Give the records again, word for word.

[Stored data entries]
—————
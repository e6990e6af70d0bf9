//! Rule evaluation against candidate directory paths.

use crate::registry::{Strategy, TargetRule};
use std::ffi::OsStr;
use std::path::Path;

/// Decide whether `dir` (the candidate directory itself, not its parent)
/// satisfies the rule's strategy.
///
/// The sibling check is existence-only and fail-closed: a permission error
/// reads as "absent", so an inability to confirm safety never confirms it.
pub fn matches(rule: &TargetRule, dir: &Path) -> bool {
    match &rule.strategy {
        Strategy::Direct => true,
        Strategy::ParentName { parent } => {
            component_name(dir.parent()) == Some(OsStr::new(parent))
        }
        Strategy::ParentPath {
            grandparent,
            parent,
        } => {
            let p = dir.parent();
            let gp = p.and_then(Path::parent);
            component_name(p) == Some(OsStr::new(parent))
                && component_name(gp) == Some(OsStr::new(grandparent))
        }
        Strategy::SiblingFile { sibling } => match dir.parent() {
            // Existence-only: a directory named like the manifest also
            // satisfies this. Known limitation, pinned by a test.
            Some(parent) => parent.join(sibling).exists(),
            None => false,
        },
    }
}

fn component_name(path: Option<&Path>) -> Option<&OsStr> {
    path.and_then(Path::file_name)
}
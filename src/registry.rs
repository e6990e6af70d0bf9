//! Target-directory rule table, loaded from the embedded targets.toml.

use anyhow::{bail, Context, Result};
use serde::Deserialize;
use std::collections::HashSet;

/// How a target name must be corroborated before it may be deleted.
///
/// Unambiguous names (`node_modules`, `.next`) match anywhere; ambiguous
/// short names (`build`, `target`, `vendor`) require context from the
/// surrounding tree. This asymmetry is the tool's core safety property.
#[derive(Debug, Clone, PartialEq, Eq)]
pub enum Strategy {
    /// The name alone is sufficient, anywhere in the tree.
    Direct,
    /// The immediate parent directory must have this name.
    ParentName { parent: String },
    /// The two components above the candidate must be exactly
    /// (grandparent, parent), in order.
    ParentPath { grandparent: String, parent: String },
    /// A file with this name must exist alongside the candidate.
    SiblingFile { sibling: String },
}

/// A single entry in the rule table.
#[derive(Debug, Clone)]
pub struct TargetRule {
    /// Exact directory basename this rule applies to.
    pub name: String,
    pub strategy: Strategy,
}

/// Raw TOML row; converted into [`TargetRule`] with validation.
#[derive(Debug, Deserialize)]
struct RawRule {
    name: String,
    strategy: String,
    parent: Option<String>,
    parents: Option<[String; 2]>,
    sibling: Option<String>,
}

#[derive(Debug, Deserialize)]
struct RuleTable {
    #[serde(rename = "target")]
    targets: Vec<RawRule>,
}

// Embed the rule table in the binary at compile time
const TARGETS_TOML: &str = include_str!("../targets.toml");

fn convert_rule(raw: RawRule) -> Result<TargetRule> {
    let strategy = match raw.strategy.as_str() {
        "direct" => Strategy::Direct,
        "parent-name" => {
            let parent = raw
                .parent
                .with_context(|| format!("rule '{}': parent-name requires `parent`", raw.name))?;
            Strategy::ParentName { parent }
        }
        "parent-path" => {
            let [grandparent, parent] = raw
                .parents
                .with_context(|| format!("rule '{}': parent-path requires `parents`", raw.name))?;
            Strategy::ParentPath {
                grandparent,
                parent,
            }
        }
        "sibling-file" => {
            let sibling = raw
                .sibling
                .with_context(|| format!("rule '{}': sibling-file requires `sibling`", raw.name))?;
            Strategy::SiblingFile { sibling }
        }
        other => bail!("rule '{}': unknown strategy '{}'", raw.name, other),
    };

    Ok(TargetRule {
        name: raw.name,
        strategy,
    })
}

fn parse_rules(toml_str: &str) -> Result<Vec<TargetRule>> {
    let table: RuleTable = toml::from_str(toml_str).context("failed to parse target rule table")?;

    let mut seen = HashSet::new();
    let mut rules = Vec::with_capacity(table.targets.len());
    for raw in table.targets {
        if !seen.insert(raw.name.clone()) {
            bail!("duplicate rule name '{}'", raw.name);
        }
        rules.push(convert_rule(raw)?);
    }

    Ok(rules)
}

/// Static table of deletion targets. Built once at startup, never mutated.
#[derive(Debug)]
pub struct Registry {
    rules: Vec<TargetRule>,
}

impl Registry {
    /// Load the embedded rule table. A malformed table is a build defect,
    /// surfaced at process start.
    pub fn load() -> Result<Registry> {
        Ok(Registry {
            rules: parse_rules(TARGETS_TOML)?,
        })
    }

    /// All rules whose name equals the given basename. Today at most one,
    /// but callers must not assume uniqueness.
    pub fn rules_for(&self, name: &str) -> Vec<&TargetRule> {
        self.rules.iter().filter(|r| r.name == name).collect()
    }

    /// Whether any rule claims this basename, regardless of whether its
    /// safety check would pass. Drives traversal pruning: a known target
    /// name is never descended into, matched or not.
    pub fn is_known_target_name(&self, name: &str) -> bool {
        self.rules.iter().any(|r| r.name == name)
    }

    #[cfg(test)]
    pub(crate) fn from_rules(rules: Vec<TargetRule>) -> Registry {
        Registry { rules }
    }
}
—————
• ANSWER TO THIS PROBLEM
repository e6990e6af70d0bf9
//! Rule evaluation against candidate directory paths.

use crate::registry::{Strategy, TargetRule};
use std::ffi::OsStr;
use std::path::Path;

/// Decide whether `dir` (the candidate directory itself, not its parent)
/// satisfies the rule's strategy.
///
/// The sibling check is existence-only and fail-closed: a permission error
/// reads as "absent", so an inability to confirm safety never confirms it.
pub fn matches(rule: &TargetRule, dir: &Path) -> bool {
    match &rule.strategy {
        Strategy::Direct => true,
        Strategy::ParentName { parent } => {
            component_name(dir.parent()) == Some(OsStr::new(parent))
        }
        Strategy::ParentPath {
            grandparent,
            parent,
        } => {
            let p = dir.parent();
            let gp = p.and_then(Path::parent);
            component_name(p) == Some(OsStr::new(parent))
                && component_name(gp) == Some(OsStr::new(grandparent))
        }
        Strategy::SiblingFile { sibling } => match dir.parent() {
            // Existence-only: a directory named like the manifest also
            // satisfies this. Known limitation, pinned by a test.
            Some(parent) => parent.join(sibling).exists(),
            None => false,
        },
    }
}

fn component_name(path: Option<&Path>) -> Option<&OsStr> {
    path.and_then(Path::file_name)
}
filename src/registry.rs
repository e6990e6af70d0bf9
//! Target-directory rule table, loaded from the embedded targets.toml.

use anyhow::{bail, Context, Result};
use serde::Deserialize;
use std::collections::HashSet;

/// How a target name must be corroborated before it may be deleted.
///
/// Unambiguous names (`node_modules`, `.next`) match anywhere; ambiguous
/// short names (`build`, `target`, `vendor`) require context from the
/// surrounding tree. This asymmetry is the tool's core safety property.
#[derive(Debug, Clone, PartialEq, Eq)]
pub enum Strategy {
    /// The name alone is sufficient, anywhere in the tree.
    Direct,
    /// The immediate parent directory must have this name.
    ParentName { parent: String },
    /// The two components above the candidate must be exactly
    /// (grandparent, parent), in order.
    ParentPath { grandparent: String, parent: String },
    /// A file with this name must exist alongside the candidate.
    SiblingFile { sibling: String },
}

/// A single entry in the rule table.
#[derive(Debug, Clone)]
pub struct TargetRule {
    /// Exact directory basename this rule applies to.
    pub name: String,
    pub strategy: Strategy,
}

/// Raw TOML row; converted into [`TargetRule`] with validation.
#[derive(Debug, Deserialize)]
struct RawRule {
    name: String,
    strategy: String,
    parent: Option<String>,
    parents: Option<[String; 2]>,
    sibling: Option<String>,
}

#[derive(Debug, Deserialize)]
struct RuleTable {
    #[serde(rename = "target")]
    targets: Vec<RawRule>,
}

// Embed the rule table in the binary at compile time
const TARGETS_TOML: &str = include_str!("../targets.toml");

fn convert_rule(raw: RawRule) -> Result<TargetRule> {
    let strategy = match raw.strategy.as_str() {
        "direct" => Strategy::Direct,
        "parent-name" => {
            let parent = raw
                .parent
                .with_context(|| format!("rule '{}': parent-name requires `parent`", raw.name))?;
            Strategy::ParentName { parent }
        }
        "parent-path" => {
            let [grandparent, parent] = raw
                .parents
                .with_context(|| format!("rule '{}': parent-path requires `parents`", raw.name))?;
            Strategy::ParentPath {
                grandparent,
                parent,
            }
        }
        "sibling-file" => {
            let sibling = raw
                .sibling
                .with_context(|| format!("rule '{}': sibling-file requires `sibling`", raw.name))?;
            Strategy::SiblingFile { sibling }
        }
        other => bail!("rule '{}': unknown strategy '{}'", raw.name, other),
    };

    Ok(TargetRule {
        name: raw.name,
        strategy,
    })
}

fn parse_rules(toml_str: &str) -> Result<Vec<TargetRule>> {
    let table: RuleTable = toml::from_str(toml_str).context("failed to parse target rule table")?;

    let mut seen = HashSet::new();
    let mut rules = Vec::with_capacity(table.targets.len());
    for raw in table.targets {
        if !seen.insert(raw.name.clone()) {
            bail!("duplicate rule name '{}'", raw.name);
        }
        rules.push(convert_rule(raw)?);
    }

    Ok(rules)
}

/// Static table of deletion targets. Built once at startup, never mutated.
#[derive(Debug)]
pub struct Registry {
    rules: Vec<TargetRule>,
}

impl Registry {
    /// Load the embedded rule table. A malformed table is a build defect,
    /// surfaced at process start.
    pub fn load() -> Result<Registry> {
        Ok(Registry {
            rules: parse_rules(TARGETS_TOML)?,
        })
    }

    /// All rules whose name equals the given basename. Today at most one,
    /// but callers must not assume uniqueness.
    pub fn rules_for(&self, name: &str) -> Vec<&TargetRule> {
        self.rules.iter().filter(|r| r.name == name).collect()
    }

    /// Whether any rule claims this basename, regardless of whether its
    /// safety check would pass. Drives traversal pruning: a known target
    /// name is never descended into, matched or not.
    pub fn is_known_target_name(&self, name: &str) -> bool {
        self.rules.iter().any(|r| r.name == name)
    }

    #[cfg(test)]
    pub(crate) fn from_rules(rules: Vec<TargetRule>) -> Registry {
        Registry { rules }
    }
}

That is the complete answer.